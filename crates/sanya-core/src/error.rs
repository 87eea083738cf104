//! Error types for `sanya-core`.

use thiserror::Error;

#[derive(Debug, Error)]
pub enum Error {
  // ── Not found ─────────────────────────────────────────────────────────

  #[error("{entity} not found: {id}")]
  NotFound { entity: &'static str, id: String },

  // ── Validation ────────────────────────────────────────────────────────

  #[error("Missing required fields: {}", .0.join(", "))]
  MissingFields(Vec<&'static str>),

  #[error("invalid {field}: {reason}")]
  InvalidField { field: &'static str, reason: String },

  #[error("username already exists")]
  UsernameTaken,

  #[error("password must be at least {min} characters")]
  PasswordTooShort { min: usize },

  /// Deliberately identical for unknown users and wrong passwords.
  #[error("invalid username or password")]
  InvalidCredentials,

  // ── Storage / decoding ────────────────────────────────────────────────

  #[error("malformed row in {table}: {reason}")]
  MalformedRow { table: &'static str, reason: String },

  #[error("unknown promise status: {0:?}")]
  UnknownStatus(String),

  #[error("unknown role: {0:?}")]
  UnknownRole(String),

  #[error("unknown field {field:?} for {table}")]
  UnknownField { table: &'static str, field: String },

  #[error("id space exhausted for {0}")]
  IdSpaceExhausted(&'static str),

  #[error("record for {0} has no id")]
  MissingId(&'static str),

  #[error("password hashing failed: {0}")]
  PasswordHash(String),

  #[error("store error: {0}")]
  Store(#[source] Box<dyn std::error::Error + Send + Sync>),
}

impl Error {
  pub(crate) fn not_found(entity: &'static str, id: impl Into<String>) -> Self {
    Self::NotFound { entity, id: id.into() }
  }

  pub(crate) fn store<E>(e: E) -> Self
  where
    E: std::error::Error + Send + Sync + 'static,
  {
    Self::Store(Box::new(e))
  }

  /// `true` for caller mistakes (bad input, duplicate username, bad login).
  pub fn is_validation(&self) -> bool {
    matches!(
      self,
      Self::MissingFields(_)
        | Self::InvalidField { .. }
        | Self::UsernameTaken
        | Self::PasswordTooShort { .. }
        | Self::InvalidCredentials
    )
  }
}

/// Fail with [`Error::MissingFields`] naming every blank field, in order.
pub(crate) fn require(fields: &[(&'static str, &str)]) -> Result<()> {
  let missing: Vec<&'static str> = fields
    .iter()
    .filter(|(_, value)| value.trim().is_empty())
    .map(|(name, _)| *name)
    .collect();
  if missing.is_empty() { Ok(()) } else { Err(Error::MissingFields(missing)) }
}

pub type Result<T, E = Error> = std::result::Result<T, E>;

» **The task**
Transcribe the whole listing with every word preserved.

» **Answer to the exercise**
filename crates/sanya-core/src/error.rs
repository 87eea083738cf104
//! Error types for `sanya-core`.

use thiserror::Error;

#[derive(Debug, Error)]
pub enum Error {
  // ── Not found ─────────────────────────────────────────────────────────

  #[error("{entity} not found: {id}")]
  NotFound { entity: &'static str, id: String },

  // ── Validation ────────────────────────────────────────────────────────

  #[error("Missing required fields: {}", .0.join(", "))]
  MissingFields(Vec<&'static str>),

  #[error("invalid {field}: {reason}")]
  InvalidField { field: &'static str, reason: String },

  #[error("username already exists")]
  UsernameTaken,

  #[error("password must be at least {min} characters")]
  PasswordTooShort { min: usize },

  /// Deliberately identical for unknown users and wrong passwords.
  #[error("invalid username or password")]
  InvalidCredentials,

  // ── Storage / decoding ────────────────────────────────────────────────

  #[error("malformed row in {table}: {reason}")]
  MalformedRow { table: &'static str, reason: String },

  #[error("unknown promise status: {0:?}")]
  UnknownStatus(String),

  #[error("unknown role: {0:?}")]
  UnknownRole(String),

  #[error("unknown field {field:?} for {table}")]
  UnknownField { table: &'static str, field: String },

  #[error("id space exhausted for {0}")]
  IdSpaceExhausted(&'static str),

  #[error("record for {0} has no id")]
  MissingId(&'static str),

  #[error("password hashing failed: {0}")]
  PasswordHash(String),

  #[error("store error: {0}")]
  Store(#[source] Box<dyn std::error::Error + Send + Sync>),
}

impl Error {
  pub(crate) fn not_found(entity: &'static str, id: impl Into<String>) -> Self {
    Self::NotFound { entity, id: id.into() }
  }

  pub(crate) fn store<E>(e: E) -> Self
  where
    E: std::error::Error + Send + Sync + 'static,
  {
    Self::Store(Box::new(e))
  }

  /// `true` for caller mistakes (bad input, duplicate username, bad login).
  pub fn is_validation(&self) -> bool {
    matches!(
      self,
      Self::MissingFields(_)
        | Self::InvalidField { .. }
        | Self::UsernameTaken
        | Self::PasswordTooShort { .. }
        | Self::InvalidCredentials
    )
  }
}

/// Fail with [`Error::MissingFields`] naming every blank field, in order.
pub(crate) fn require(fields: &[(&'static str, &str)]) -> Result<()> {
  let missing: Vec<&'static str> = fields
    .iter()
    .filter(|(_, value)| value.trim().is_empty())
    .map(|(name, _)| *name)
    .collect();
  if missing.is_empty() { Ok(()) } else { Err(Error::MissingFields(missing)) }
}

pub type Result<T, E = Error> = std::result::Result<T, E>;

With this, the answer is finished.